_Input material:_
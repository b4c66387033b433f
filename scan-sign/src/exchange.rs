//! Out-of-band signature exchange.
//!
//! A [`SignatureExchange`] sits between a submission flow that needs a
//! signature and a human-mediated channel that delivers one: the payload is
//! displayed, an external device signs it, and the signature is scanned back
//! in. The exchange owns at most one pending request at a time.
//!
//! Each request moves through `Idle -> AwaitingSignature -> Resolved`.
//! `Resolved` is observed by the requester when its [`PendingSignature`]
//! future completes; the exchange itself is back to
//! [`ExchangeStatus::Idle`] at that point and accepts a fresh request. An
//! optional timeout, or an explicit [`SignatureExchange::cancel`], moves an
//! outstanding request back to `Idle` and fails its future instead.

use std::{
    future::Future,
    pin::Pin,
    sync::Arc,
    task::{Context, Poll},
    time::{Duration, Instant},
};
use tokio::{
    sync::{oneshot, Mutex},
    task::JoinHandle,
};
use tracing::{info, warn};
use tracing_futures::Instrument;

use crate::{
    infrastructure::logging::hex_field,
    types::{RequestId, SignatureResult},
    Result, ScanSignError,
};

type Resolver = oneshot::Sender<Result<SignatureResult>>;

/// How long an exchange waits for a scan before giving up.
#[derive(Clone, Copy, Debug, Default, PartialEq, Eq)]
pub struct ExchangePolicy {
    /// `None` waits indefinitely.
    pub signature_timeout: Option<Duration>,
}

impl ExchangePolicy {
    pub fn wait_forever() -> Self {
        Self {
            signature_timeout: None,
        }
    }

    pub fn with_timeout(timeout: Duration) -> Self {
        Self {
            signature_timeout: Some(timeout),
        }
    }
}

/// Externally visible state of a [`SignatureExchange`].
#[derive(Clone, Copy, Debug, PartialEq, Eq)]
pub enum ExchangeStatus {
    Idle,
    AwaitingSignature { payload_len: usize },
}

/// The single outstanding request. Consumed exactly once: by a scanned
/// signature, by the timeout, or by cancellation.
struct PendingSignatureRequest {
    payload: Vec<u8>,
    resolver: Resolver,
    requested_at: Instant,
    generation: u64,
    timer: Option<JoinHandle<()>>,
}

impl PendingSignatureRequest {
    /// Stops the timeout task and hands back the resolver.
    fn finish(self) -> (Vec<u8>, Resolver) {
        if let Some(timer) = self.timer {
            timer.abort();
        }
        (self.payload, self.resolver)
    }
}

enum Slot {
    Idle,
    AwaitingSignature(PendingSignatureRequest),
}

struct ExchangeState {
    slot: Slot,
    /// Incremented for every accepted request so a stale timer can't fail a
    /// newer request.
    generation: u64,
}

impl ExchangeState {
    fn take_pending(&mut self) -> Option<PendingSignatureRequest> {
        match std::mem::replace(&mut self.slot, Slot::Idle) {
            Slot::Idle => None,
            Slot::AwaitingSignature(pending) => Some(pending),
        }
    }

    /// Frees the slot if the requester has dropped its [`PendingSignature`].
    fn reclaim_abandoned(&mut self) {
        let abandoned = matches!(
            &self.slot,
            Slot::AwaitingSignature(pending) if pending.resolver.is_closed()
        );
        if abandoned {
            if let Some(pending) = self.take_pending() {
                let _ = pending.finish();
                warn!("Dropped a signature request nobody is waiting on.");
            }
        }
    }
}

/// Bridges a "please sign this payload" request to the UI surfaces that
/// display the payload and scan the signature back in.
///
/// Cloning is cheap; clones share the same pending request, which is how the
/// submission flow and the scan handler talk to each other.
#[derive(Clone)]
pub struct SignatureExchange {
    policy: ExchangePolicy,
    state: Arc<Mutex<ExchangeState>>,
}

impl std::fmt::Debug for SignatureExchange {
    fn fmt(&self, f: &mut std::fmt::Formatter<'_>) -> std::fmt::Result {
        f.debug_struct("SignatureExchange")
            .field("policy", &self.policy)
            .finish_non_exhaustive()
    }
}

impl Default for SignatureExchange {
    fn default() -> Self {
        Self::new(ExchangePolicy::default())
    }
}

impl SignatureExchange {
    pub fn new(policy: ExchangePolicy) -> Self {
        Self {
            policy,
            state: Arc::new(Mutex::new(ExchangeState {
                slot: Slot::Idle,
                generation: 0,
            })),
        }
    }

    pub fn policy(&self) -> ExchangePolicy {
        self.policy
    }

    /// Record a new pending request for `payload` and return a future that
    /// resolves once a signature is submitted for it.
    ///
    /// Returns immediately. Fails with [`ScanSignError::DoubleRequest`] if a
    /// request is already outstanding; that request is left untouched. A
    /// request whose [`PendingSignature`] was dropped no longer counts as
    /// outstanding and is replaced.
    ///
    /// When the policy has a timeout this spawns a timer task, so it must be
    /// called from within a tokio runtime.
    pub async fn request_signature(&self, payload: Vec<u8>) -> Result<PendingSignature> {
        let mut state = self.state.lock().await;
        state.reclaim_abandoned();
        if let Slot::AwaitingSignature(_) = state.slot {
            warn!("Rejected signature request while another is pending.");
            return Err(ScanSignError::DoubleRequest);
        }

        state.generation += 1;
        let generation = state.generation;
        let (resolver, receiver) = oneshot::channel();
        let timer = self
            .policy
            .signature_timeout
            .map(|timeout| self.spawn_timer(generation, timeout));

        info!(payload_len = payload.len(), "Signature requested.");
        state.slot = Slot::AwaitingSignature(PendingSignatureRequest {
            payload,
            resolver,
            requested_at: Instant::now(),
            generation,
            timer,
        });

        Ok(PendingSignature { receiver })
    }

    /// Resolve the outstanding request with `{id, signature}` and return the
    /// exchange to idle.
    ///
    /// With nothing pending this fails with
    /// [`ScanSignError::UnexpectedSignature`] and changes nothing. If the
    /// requester has already dropped its future, the request is still cleared
    /// and [`ScanSignError::RequestAbandoned`] is returned.
    pub async fn submit_signature(&self, id: RequestId, signature: Vec<u8>) -> Result<()> {
        let pending = {
            let mut state = self.state.lock().await;
            match state.take_pending() {
                Some(pending) => pending,
                None => {
                    warn!(request_id = %id, "Received a signature with no pending request.");
                    return Err(ScanSignError::UnexpectedSignature);
                }
            }
        };

        let waited = pending.requested_at.elapsed();
        let (payload, resolver) = pending.finish();
        // Logged as handed to us, without any QR framing.
        info!(
            request_id = %id,
            data = %hex_field(&payload),
            signature = %hex_field(&signature),
            ?waited,
            "Signature scanned."
        );

        resolver
            .send(Ok(SignatureResult::new(id, signature)))
            .map_err(|_| {
                warn!(request_id = %id, "Requester went away before the signature arrived.");
                ScanSignError::RequestAbandoned
            })
    }

    /// Fail the outstanding request with [`ScanSignError::RequestCancelled`]
    /// and return to idle.
    pub async fn cancel(&self) -> Result<()> {
        let pending = self.state.lock().await.take_pending();
        match pending {
            Some(pending) => {
                let (_, resolver) = pending.finish();
                info!("Signature request cancelled.");
                // The requester may already be gone, which is fine here.
                let _ = resolver.send(Err(ScanSignError::RequestCancelled));
                Ok(())
            }
            None => Err(ScanSignError::NothingPending),
        }
    }

    /// An abandoned request reads as [`ExchangeStatus::Idle`] and is cleared.
    pub async fn status(&self) -> ExchangeStatus {
        let mut state = self.state.lock().await;
        state.reclaim_abandoned();
        match &state.slot {
            Slot::Idle => ExchangeStatus::Idle,
            Slot::AwaitingSignature(pending) => ExchangeStatus::AwaitingSignature {
                payload_len: pending.payload.len(),
            },
        }
    }

    /// The payload of the outstanding request, exactly as it was handed to
    /// [`Self::request_signature`].
    pub async fn pending_payload(&self) -> Option<Vec<u8>> {
        match &self.state.lock().await.slot {
            Slot::Idle => None,
            Slot::AwaitingSignature(pending) => Some(pending.payload.clone()),
        }
    }

    fn spawn_timer(&self, generation: u64, timeout: Duration) -> JoinHandle<()> {
        let state = Arc::clone(&self.state);
        tokio::spawn(
            async move {
                tokio::time::sleep(timeout).await;

                let mut state = state.lock().await;
                let is_current = matches!(
                    &state.slot,
                    Slot::AwaitingSignature(pending) if pending.generation == generation
                );
                if !is_current {
                    return;
                }
                if let Some(pending) = state.take_pending() {
                    warn!(?timeout, "No signature scanned before the timeout.");
                    // Don't abort ourselves; just drop the handle.
                    let _ = pending
                        .resolver
                        .send(Err(ScanSignError::SignatureTimeout(timeout)));
                }
            }
            .in_current_span(),
        )
    }
}

/// Future half of a pending signature request.
///
/// Resolves with the scanned [`SignatureResult`], or with an error if the
/// request timed out, was cancelled, or the exchange was dropped.
#[derive(Debug)]
#[must_use = "a signature request does nothing unless its result is awaited"]
pub struct PendingSignature {
    receiver: oneshot::Receiver<Result<SignatureResult>>,
}

impl Future for PendingSignature {
    type Output = Result<SignatureResult>;

    fn poll(mut self: Pin<&mut Self>, cx: &mut Context<'_>) -> Poll<Self::Output> {
        match Pin::new(&mut self.receiver).poll(cx) {
            Poll::Ready(Ok(result)) => Poll::Ready(result),
            // The exchange was dropped with our request still in it.
            Poll::Ready(Err(_)) => Poll::Ready(Err(ScanSignError::RequestCancelled)),
            Poll::Pending => Poll::Pending,
        }
    }
}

_To do:_
Going back to the entries above, set down exactly the lines that begin at the one with "and is replaced." and end at the one with "let generation = state.generation;", both included, and nothing else.

_Task response:_
    /// outstanding and is replaced.
    ///
    /// When the policy has a timeout this spawns a timer task, so it must be
    /// called from within a tokio runtime.
    pub async fn request_signature(&self, payload: Vec<u8>) -> Result<PendingSignature> {
        let mut state = self.state.lock().await;
        state.reclaim_abandoned();
        if let Slot::AwaitingSignature(_) = state.slot {
            warn!("Rejected signature request while another is pending.");
            return Err(ScanSignError::DoubleRequest);
        }

        state.generation += 1;
        let generation = state.generation;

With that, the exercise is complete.